Psychotherapy in Moseley, Birmingham
tel: 07733 351 585
email: info@lynnabbott.co.uk

Attachment-Based Psychoanalytic Psychotherapy

What is Attachment theory?

I did my Psychoanalytic training at the Bowlby Centre in London.  This training organisation was set up to provide a Psychoanalytic training which is heavily influenced by the work of John Bowlby, who was the originator of ‘Attachment theory’.  In the 1950s, Bowlby did pioneering work and research with children and young people, looking at the importance of the nature of our earliest relationships or ‘attachments’. In a nutshell, what he discovered was that a strong and secure attachment, or ‘secure base’ with our caregivers in childhood is vital for every aspect of life. This includes our sense of ourselves, our physical and psychological development, our self- worth, and our ability to build and maintain secure and healthy relationships with other people. It is also the key to our creativity, and to our ability to reach our potential as individuals. Since then Bowlby’s ideas have been expanded upon by the work of many other psychological theorists, researchers, and therapists, and we now understand that secure attachments are vital, not just in infancy and childhood, but throughout life.

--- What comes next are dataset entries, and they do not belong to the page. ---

//! Shared data models for datasource resolution
//!
//! These are plain value types: they hold no backend handles, so every record
//! produced by a resolution call can be cloned, compared, and serialized
//! freely after the call returns.
//!
//! - [`DataSourceRecord`] - identity of a datasource (name, kind, access record)
//! - [`EnrichedDataSourceRecord`] - a record plus the context it was found in
//! - [`ShapeDim`] - one slot of a datasource shape
//! - [`DataSourceKind`] / [`StrategyMode`] - the known wire vocabularies

use serde::{Serialize, Serializer};
use std::fmt;
use std::str::FromStr;

use crate::constants::{DATASOURCES_PREFIX, ERROR_SENTINEL};
use crate::core::ResolverError;

/// Minimal identity of a datasource.
///
/// Every field is optional: anonymous datasources carry only a kind, and
/// computed datasources carry no access record. Records are immutable once
/// built; use [`DataSourceRecord::derive`] to start a new record from an
/// existing one.
#[derive(Debug, Clone, Default, PartialEq, Eq, Hash)]
pub struct DataSourceRecord {
    name: Option<String>,
    kind: Option<String>,
    record: Option<String>,
}

impl DataSourceRecord {
    /// Create a record, normalizing blank strings to `None`.
    pub fn new(
        name: Option<impl Into<String>>,
        kind: Option<impl Into<String>>,
        record: Option<impl Into<String>>,
    ) -> Self {
        Self {
            name: non_blank(name.map(Into::into)),
            kind: non_blank(kind.map(Into::into)),
            record: non_blank(record.map(Into::into)),
        }
    }

    /// In-band error record for a reference to an unavailable datasource.
    pub fn unresolved(name: impl Into<String>) -> Self {
        Self::new(Some(name), Some(ERROR_SENTINEL), Some(ERROR_SENTINEL))
    }

    /// Start a new record from this one, replacing the name.
    ///
    /// Kind and access record are carried over unchanged.
    #[must_use]
    pub fn derive(&self, name: Option<impl Into<String>>) -> Self {
        Self {
            name: non_blank(name.map(Into::into)),
            kind: self.kind.clone(),
            record: self.record.clone(),
        }
    }

    pub fn name(&self) -> Option<&str> {
        self.name.as_deref()
    }

    pub fn kind(&self) -> Option<&str> {
        self.kind.as_deref()
    }

    pub fn record(&self) -> Option<&str> {
        self.record.as_deref()
    }

    /// Parsed kind, if any.
    pub fn parsed_kind(&self) -> Option<DataSourceKind> {
        self.kind.as_deref().map(DataSourceKind::parse)
    }

    /// Whether this is the error record produced for an unresolvable reference.
    pub fn is_unresolved(&self) -> bool {
        self.kind.as_deref() == Some(ERROR_SENTINEL) && self.record.as_deref() == Some(ERROR_SENTINEL)
    }
}

fn non_blank(value: Option<String>) -> Option<String> {
    value.map(|v| v.trim().to_string()).filter(|v| !v.is_empty())
}

/// A [`DataSourceRecord`] together with the component context it was found in.
#[derive(Debug, Clone, Default, PartialEq, Eq)]
pub struct EnrichedDataSourceRecord {
    source: DataSourceRecord,
    strategy: Option<String>,
    value_type: Option<String>,
    shape: Option<Vec<ShapeDim>>,
}

impl EnrichedDataSourceRecord {
    pub fn new(
        source: DataSourceRecord,
        strategy: Option<String>,
        value_type: Option<String>,
        shape: Option<Vec<ShapeDim>>,
    ) -> Self {
        Self {
            source,
            strategy: non_blank(strategy),
            value_type: non_blank(value_type),
            shape,
        }
    }

    pub fn source(&self) -> &DataSourceRecord {
        &self.source
    }

    pub fn name(&self) -> Option<&str> {
        self.source.name()
    }

    pub fn kind(&self) -> Option<&str> {
        self.source.kind()
    }

    pub fn record(&self) -> Option<&str> {
        self.source.record()
    }

    pub fn strategy(&self) -> Option<&str> {
        self.strategy.as_deref()
    }

    pub fn value_type(&self) -> Option<&str> {
        self.value_type.as_deref()
    }

    pub fn shape(&self) -> Option<&[ShapeDim]> {
        self.shape.as_deref()
    }
}

/// One slot of a datasource shape.
///
/// Serializes as a JSON number, a string, the literal token
/// `"$datasources.<name>"`, or `null` respectively.
#[derive(Debug, Clone, PartialEq, Eq, Hash)]
pub enum ShapeDim {
    /// Fixed extent.
    Literal(i64),
    /// Free text that did not parse as an integer.
    Text(String),
    /// Extent given by another datasource, kept as a textual pointer.
    Reference(String),
    /// Slot never supplied.
    Unknown,
}

impl ShapeDim {
    /// The `$datasources.<name>` token a reference stands for.
    pub fn reference_token(name: &str) -> String {
        format!("{DATASOURCES_PREFIX}{name}")
    }
}

impl fmt::Display for ShapeDim {
    fn fmt(&self, f: &mut fmt::Formatter<'_>) -> fmt::Result {
        match self {
            ShapeDim::Literal(n) => write!(f, "{n}"),
            ShapeDim::Text(text) => write!(f, "{text}"),
            ShapeDim::Reference(name) => write!(f, "{}", Self::reference_token(name)),
            ShapeDim::Unknown => write!(f, "None"),
        }
    }
}

impl Serialize for ShapeDim {
    fn serialize<S: Serializer>(&self, serializer: S) -> Result<S::Ok, S::Error> {
        match self {
            ShapeDim::Literal(n) => serializer.serialize_i64(*n),
            ShapeDim::Text(text) => serializer.serialize_str(text),
            ShapeDim::Reference(name) => serializer.serialize_str(&Self::reference_token(name)),
            ShapeDim::Unknown => serializer.serialize_none(),
        }
    }
}

/// Known datasource kinds.
///
/// Unrecognized kinds are preserved in [`DataSourceKind::Other`] so future
/// kinds pass through resolution untouched.
#[derive(Debug, Clone, PartialEq, Eq, Hash)]
pub enum DataSourceKind {
    /// Hardware attribute read through a Tango device.
    Tango,
    /// Value supplied by the client at run time.
    Client,
    /// Database query.
    Db,
    /// Computed by a script over other datasources.
    PyEval,
    Other(String),
}

impl DataSourceKind {
    /// Parse a `type` attribute value. Never fails.
    pub fn parse(value: &str) -> Self {
        match value.trim().to_ascii_uppercase().as_str() {
            "TANGO" => DataSourceKind::Tango,
            "CLIENT" => DataSourceKind::Client,
            "DB" => DataSourceKind::Db,
            "PYEVAL" => DataSourceKind::PyEval,
            _ => DataSourceKind::Other(value.trim().to_string()),
        }
    }

    pub fn as_str(&self) -> &str {
        match self {
            DataSourceKind::Tango => "TANGO",
            DataSourceKind::Client => "CLIENT",
            DataSourceKind::Db => "DB",
            DataSourceKind::PyEval => "PYEVAL",
            DataSourceKind::Other(kind) => kind,
        }
    }

    pub fn is_computed(&self) -> bool {
        matches!(self, DataSourceKind::PyEval)
    }
}

impl fmt::Display for DataSourceKind {
    fn fmt(&self, f: &mut fmt::Formatter<'_>) -> fmt::Result {
        f.write_str(self.as_str())
    }
}

/// When during a scan a datasource is captured.
#[derive(Debug, Clone, Copy, PartialEq, Eq, Hash)]
pub enum StrategyMode {
    /// Configuration time only.
    Config,
    /// Once, before the first step.
    Init,
    /// Every step.
    Step,
    /// Once, after the last step.
    Final,
}

impl StrategyMode {
    pub const ALL: [StrategyMode; 4] =
        [StrategyMode::Config, StrategyMode::Init, StrategyMode::Step, StrategyMode::Final];

    pub fn as_str(&self) -> &'static str {
        match self {
            StrategyMode::Config => "CONFIG",
            StrategyMode::Init => "INIT",
            StrategyMode::Step => "STEP",
            StrategyMode::Final => "FINAL",
        }
    }
}

impl fmt::Display for StrategyMode {
    fn fmt(&self, f: &mut fmt::Formatter<'_>) -> fmt::Result {
        f.write_str(self.as_str())
    }
}

impl FromStr for StrategyMode {
    type Err = ResolverError;

    fn from_str(s: &str) -> Result<Self, Self::Err> {
        match s.trim().to_ascii_uppercase().as_str() {
            "CONFIG" => Ok(StrategyMode::Config),
            "INIT" => Ok(StrategyMode::Init),
            "STEP" => Ok(StrategyMode::Step),
            "FINAL" => Ok(StrategyMode::Final),
            _ => Err(ResolverError::InvalidStrategy {
                mode: s.to_string(),
            }),
        }
    }
}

What is Attachment-Based Psychoanalytic Psychotherapy?

Attachment-Based Psychotherapy is based upon this understanding that people come into the world with both the need, and the ability, to make strong and secure relationships with others.   When people suffer the pain of loss, neglect or abuse; or they have generally felt unsupported by the people they expect and need to love and care for them, this can lead to many psychological difficulties.  These difficulties include low self-esteem and feelings of shame, feeling unhappy, lonely, depressed, anxious, and problems in making and maintaining healthy and reciprocal relationships with others.

Like other psychoanalytic approaches, Attachment- Based therapy is designed to address and remedy these issues at a deep level.  It does this by providing a secure, confidential and understanding ‘attachment relationship’ in therapy in which people have the opportunity to share their thoughts and feelings. I see therapy as a joint venture, in which the therapist and the ‘client’ or ‘patient’, work to identify and to understand the nature of the ‘unconscious’ and repeated patterns of thinking, feeling and behaviour which have contributed to, and perpetuated their difficulties.  An example of this would be that someone has the ‘conscious’ agenda and belief that they want, and deserve, to be treated well by others, but find themselves ‘stuck’ in a cycle of abusive and distressing patterns of relating. This may then have served to perpetuate their low self-worth, and their lack of trust in themselves and others.  These patterns often stem from having suffered abuse or neglect, or simply just not having felt secure and loved enough in childhood; but not having fully understood or accepted what the impact of this has been at a deeper level.  Revisiting this experience, and the suffering it caused, and feeling understood and supported in therapy, provides the opportunity for a reparative and healing experience.  People can then begin to understand why and how they have ‘unconsciously’ repeated certain patterns, to  grieve over what they have suffered, to feel more understanding and  forgiving towards themselves,  and consequently, to feel freed up to make better choices.   

One of the things I really like about Attachment-based therapy is that it puts a strong emphasis on the understanding that patterns/dynamics which seem to be unhelpful, were once vital in helping people to feel more secure and connected with their caregivers as children; It also recognizes and honours our longing, and our ability, to recover from trauma and neglect, and to go on to make a better relationship with ourselves and with others.  

Working at this depth takes time and commitment on the part of both the patient and the therapist.  This being the case, it is necessary to meet at least once a week, and sometimes more often than this if someone’s difficulties are very deep-seated and complex, in order for the therapy to be safe and effective. This regularity of meeting helps people to feel secure and contained psychologically, and that there is a sense of continuity to the work.   Even when someone misses an appointment, this needs to be thought about in the context of the therapy, and whether or not there is an ‘unconscious’ meaning attached to it. This being the case, the fee for the appointment is payable for any missed appointments. This serves to keep the therapy in place, and to protect the ongoing work in the therapy. This is common practice for most Psychoanalytic psychotherapists.